◆ **TASK TO COMPLETE**:
Send back all of the data, word for word.

◆ **Saved entries**:
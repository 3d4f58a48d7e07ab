//! Static type annotation

use std::collections::{HashMap, HashSet};

use formcomp_formula::Function;
use tracing::{debug, debug_span};

use crate::error::{CompilerError, CompilerResult};
use crate::model::{CellId, ComputationModel, ExprId, ExprNode, Operator};
use crate::value::DataType;

/// Annotates every expression node and cell of a model with a [`DataType`]
///
/// Expression types are memoized per arena index, and per arena index and environment inside
/// `let` and fold bodies since a variable's type depends on its binding.
#[derive(Debug, Default)]
pub struct TypeAnnotator {
    cells: HashMap<CellId, DataType>,
    in_progress: HashSet<CellId>,
    scoped: HashMap<(ExprId, Env), DataType>,
}

type Env = Vec<(String, DataType)>;

impl TypeAnnotator {
    pub fn new() -> Self {
        Self::default()
    }

    pub fn annotate(&mut self, model: &mut ComputationModel) -> CompilerResult<()> {
        let span = debug_span!("annotate");
        let _enter = span.enter();

        self.cells.clear();
        self.in_progress.clear();
        self.scoped.clear();
        for id in model.cell_ids() {
            self.annotate_cell(model, id)
                .map_err(|e| e.in_cell(model.cell(id).name.clone()))?;
        }
        debug!(cells = self.cells.len(), "annotated model");
        Ok(())
    }

    fn annotate_cell(&mut self, model: &mut ComputationModel, id: CellId) -> CompilerResult<DataType> {
        if let Some(known) = self.cells.get(&id) {
            return Ok(*known);
        }
        if !self.in_progress.insert(id) {
            return Err(CompilerError::CyclicReference(model.cell(id).name.clone()));
        }

        let cell = model.cell(id);
        let constant = cell.constant.as_ref().map(|c| c.data_type());
        let data_type = match (cell.expression, constant, cell.input.is_some()) {
            (_, _, true) => cell.data_type.unwrap_or(DataType::Numeric),
            (Some(expr), _, false) => self.annotate_expr(model, expr, &mut Env::new())?,
            (None, Some(constant), false) => constant,
            (None, None, false) => DataType::Null,
        };

        self.in_progress.remove(&id);
        self.cells.insert(id, data_type);
        model.cell_mut(id).data_type = Some(data_type);
        Ok(data_type)
    }

    fn annotate_expr(
        &mut self,
        model: &mut ComputationModel,
        id: ExprId,
        env: &mut Env,
    ) -> CompilerResult<DataType> {
        if !matches!(model.expr(id), ExprNode::CellRef(_)) {
            let known = if env.is_empty() {
                model.exprs().data_type(id)
            } else {
                self.scoped.get(&(id, env.clone())).copied()
            };
            if let Some(known) = known {
                return Ok(known);
            }
        }

        let node = model.expr(id).clone();
        let data_type = match &node {
            ExprNode::Constant(value) => value.data_type(),
            ExprNode::CellRef(cell) => self.annotate_cell(model, *cell)?,
            ExprNode::Range { elements, .. } | ExprNode::SubSection { elements, .. } => {
                self.combine(model, elements, env)?
            }
            ExprNode::Aggregate { args, .. } => self.combine(model, args, env)?,
            ExprNode::Operator { op, args } => {
                self.each(model, args, env)?;
                match op {
                    Operator::Concat => DataType::String,
                    Operator::Noop => DataType::Null,
                    _ => DataType::Numeric,
                }
            }
            ExprNode::Function { function, args } => {
                let types = self.each(model, args, env)?;
                match function {
                    Function::If => match types.get(1) {
                        Some(then) => *then,
                        None => {
                            return Err(CompilerError::unsupported(
                                model.describe_expr(id),
                                "IF needs a condition and a value",
                            ))
                        }
                    },
                    Function::Index => types.first().copied().unwrap_or(DataType::Null),
                    Function::Choose => types.get(1).copied().unwrap_or(DataType::Null),
                    f if f.returns_text() => DataType::String,
                    _ => DataType::Numeric,
                }
            }
            ExprNode::Fold {
                acc,
                elt,
                seed,
                step,
                when_empty,
                source,
            } => {
                let seed_type = self.annotate_expr(model, *seed, env)?;
                self.each(model, source, env)?;
                if let Some(empty) = when_empty {
                    self.annotate_expr(model, *empty, env)?;
                }
                env.push((acc.clone(), seed_type));
                env.push((elt.clone(), DataType::Numeric));
                let step = self.annotate_expr(model, *step, env);
                env.truncate(env.len() - 2);
                step?;
                seed_type
            }
            ExprNode::Count { source } => {
                self.each(model, source, env)?;
                DataType::Numeric
            }
            ExprNode::Let { name, value, body } => {
                let value_type = self.annotate_expr(model, *value, env)?;
                env.push((name.clone(), value_type));
                let body_type = self.annotate_expr(model, *body, env);
                env.pop();
                body_type?
            }
            ExprNode::LetVar(name) => match env.iter().rev().find(|(n, _)| n == name) {
                Some((_, data_type)) => *data_type,
                None => {
                    return Err(CompilerError::unsupported(
                        name.clone(),
                        "variable used outside of its binding",
                    ))
                }
            },
            ExprNode::ParentSection { expr, .. } => self.annotate_expr(model, *expr, env)?,
        };

        if !env.is_empty() {
            self.scoped.insert((id, env.clone()), data_type);
        }
        model.exprs_mut().set_type(id, data_type);
        Ok(data_type)
    }

    fn each(
        &mut self,
        model: &mut ComputationModel,
        ids: &[ExprId],
        env: &mut Env,
    ) -> CompilerResult<Vec<DataType>> {
        ids.iter()
            .map(|id| self.annotate_expr(model, *id, env))
            .collect()
    }

    /// First numeric element wins, else the last string, else null
    fn combine(
        &mut self,
        model: &mut ComputationModel,
        ids: &[ExprId],
        env: &mut Env,
    ) -> CompilerResult<DataType> {
        let types = self.each(model, ids, env)?;
        if types.contains(&DataType::Numeric) {
            Ok(DataType::Numeric)
        } else if types.contains(&DataType::String) {
            Ok(DataType::String)
        } else {
            Ok(DataType::Null)
        }
    }
}

/// Check that every live cell and every node reachable from one carries a type
pub fn check_typed(model: &ComputationModel) -> CompilerResult<()> {
    for (_, cell) in model.cells() {
        if cell.data_type.is_none() {
            return Err(CompilerError::internal(format!("cell {} has no type", cell.name)));
        }
    }
    let roots = model.expression_roots();
    if let Some(id) = model
        .exprs()
        .post_order(roots)
        .into_iter()
        .find(|id| model.exprs().data_type(*id).is_none())
    {
        return Err(CompilerError::internal(format!(
            "expression {} ({}) has no type",
            id,
            model.describe_expr(id)
        )));
    }
    Ok(())
}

◆ **FINAL ANSWER**:
repository 3d4f58a48d7e07ab
//! Static type annotation

use std::collections::{HashMap, HashSet};

use formcomp_formula::Function;
use tracing::{debug, debug_span};

use crate::error::{CompilerError, CompilerResult};
use crate::model::{CellId, ComputationModel, ExprId, ExprNode, Operator};
use crate::value::DataType;

/// Annotates every expression node and cell of a model with a [`DataType`]
///
/// Expression types are memoized per arena index, and per arena index and environment inside
/// `let` and fold bodies since a variable's type depends on its binding.
#[derive(Debug, Default)]
pub struct TypeAnnotator {
    cells: HashMap<CellId, DataType>,
    in_progress: HashSet<CellId>,
    scoped: HashMap<(ExprId, Env), DataType>,
}

type Env = Vec<(String, DataType)>;

impl TypeAnnotator {
    pub fn new() -> Self {
        Self::default()
    }

    pub fn annotate(&mut self, model: &mut ComputationModel) -> CompilerResult<()> {
        let span = debug_span!("annotate");
        let _enter = span.enter();

        self.cells.clear();
        self.in_progress.clear();
        self.scoped.clear();
        for id in model.cell_ids() {
            self.annotate_cell(model, id)
                .map_err(|e| e.in_cell(model.cell(id).name.clone()))?;
        }
        debug!(cells = self.cells.len(), "annotated model");
        Ok(())
    }

    fn annotate_cell(&mut self, model: &mut ComputationModel, id: CellId) -> CompilerResult<DataType> {
        if let Some(known) = self.cells.get(&id) {
            return Ok(*known);
        }
        if !self.in_progress.insert(id) {
            return Err(CompilerError::CyclicReference(model.cell(id).name.clone()));
        }

        let cell = model.cell(id);
        let constant = cell.constant.as_ref().map(|c| c.data_type());
        let data_type = match (cell.expression, constant, cell.input.is_some()) {
            (_, _, true) => cell.data_type.unwrap_or(DataType::Numeric),
            (Some(expr), _, false) => self.annotate_expr(model, expr, &mut Env::new())?,
            (None, Some(constant), false) => constant,
            (None, None, false) => DataType::Null,
        };

        self.in_progress.remove(&id);
        self.cells.insert(id, data_type);
        model.cell_mut(id).data_type = Some(data_type);
        Ok(data_type)
    }

    fn annotate_expr(
        &mut self,
        model: &mut ComputationModel,
        id: ExprId,
        env: &mut Env,
    ) -> CompilerResult<DataType> {
        if !matches!(model.expr(id), ExprNode::CellRef(_)) {
            let known = if env.is_empty() {
                model.exprs().data_type(id)
            } else {
                self.scoped.get(&(id, env.clone())).copied()
            };
            if let Some(known) = known {
                return Ok(known);
            }
        }

        let node = model.expr(id).clone();
        let data_type = match &node {
            ExprNode::Constant(value) => value.data_type(),
            ExprNode::CellRef(cell) => self.annotate_cell(model, *cell)?,
            ExprNode::Range { elements, .. } | ExprNode::SubSection { elements, .. } => {
                self.combine(model, elements, env)?
            }
            ExprNode::Aggregate { args, .. } => self.combine(model, args, env)?,
            ExprNode::Operator { op, args } => {
                self.each(model, args, env)?;
                match op {
                    Operator::Concat => DataType::String,
                    Operator::Noop => DataType::Null,
                    _ => DataType::Numeric,
                }
            }
            ExprNode::Function { function, args } => {
                let types = self.each(model, args, env)?;
                match function {
                    Function::If => match types.get(1) {
                        Some(then) => *then,
                        None => {
                            return Err(CompilerError::unsupported(
                                model.describe_expr(id),
                                "IF needs a condition and a value",
                            ))
                        }
                    },
                    Function::Index => types.first().copied().unwrap_or(DataType::Null),
                    Function::Choose => types.get(1).copied().unwrap_or(DataType::Null),
                    f if f.returns_text() => DataType::String,
                    _ => DataType::Numeric,
                }
            }
            ExprNode::Fold {
                acc,
                elt,
                seed,
                step,
                when_empty,
                source,
            } => {
                let seed_type = self.annotate_expr(model, *seed, env)?;
                self.each(model, source, env)?;
                if let Some(empty) = when_empty {
                    self.annotate_expr(model, *empty, env)?;
                }
                env.push((acc.clone(), seed_type));
                env.push((elt.clone(), DataType::Numeric));
                let step = self.annotate_expr(model, *step, env);
                env.truncate(env.len() - 2);
                step?;
                seed_type
            }
            ExprNode::Count { source } => {
                self.each(model, source, env)?;
                DataType::Numeric
            }
            ExprNode::Let { name, value, body } => {
                let value_type = self.annotate_expr(model, *value, env)?;
                env.push((name.clone(), value_type));
                let body_type = self.annotate_expr(model, *body, env);
                env.pop();
                body_type?
            }
            ExprNode::LetVar(name) => match env.iter().rev().find(|(n, _)| n == name) {
                Some((_, data_type)) => *data_type,
                None => {
                    return Err(CompilerError::unsupported(
                        name.clone(),
                        "variable used outside of its binding",
                    ))
                }
            },
            ExprNode::ParentSection { expr, .. } => self.annotate_expr(model, *expr, env)?,
        };

        if !env.is_empty() {
            self.scoped.insert((id, env.clone()), data_type);
        }
        model.exprs_mut().set_type(id, data_type);
        Ok(data_type)
    }

    fn each(
        &mut self,
        model: &mut ComputationModel,
        ids: &[ExprId],
        env: &mut Env,
    ) -> CompilerResult<Vec<DataType>> {
        ids.iter()
            .map(|id| self.annotate_expr(model, *id, env))
            .collect()
    }

    /// First numeric element wins, else the last string, else null
    fn combine(
        &mut self,
        model: &mut ComputationModel,
        ids: &[ExprId],
        env: &mut Env,
    ) -> CompilerResult<DataType> {
        let types = self.each(model, ids, env)?;
        if types.contains(&DataType::Numeric) {
            Ok(DataType::Numeric)
        } else if types.contains(&DataType::String) {
            Ok(DataType::String)
        } else {
            Ok(DataType::Null)
        }
    }
}

/// Check that every live cell and every node reachable from one carries a type
pub fn check_typed(model: &ComputationModel) -> CompilerResult<()> {
    for (_, cell) in model.cells() {
        if cell.data_type.is_none() {
            return Err(CompilerError::internal(format!("cell {} has no type", cell.name)));
        }
    }
    let roots = model.expression_roots();
    if let Some(id) = model
        .exprs()
        .post_order(roots)
        .into_iter()
        .find(|id| model.exprs().data_type(*id).is_none())
    {
        return Err(CompilerError::internal(format!(
            "expression {} ({}) has no type",
            id,
            model.describe_expr(id)
        )));
    }
    Ok(())
}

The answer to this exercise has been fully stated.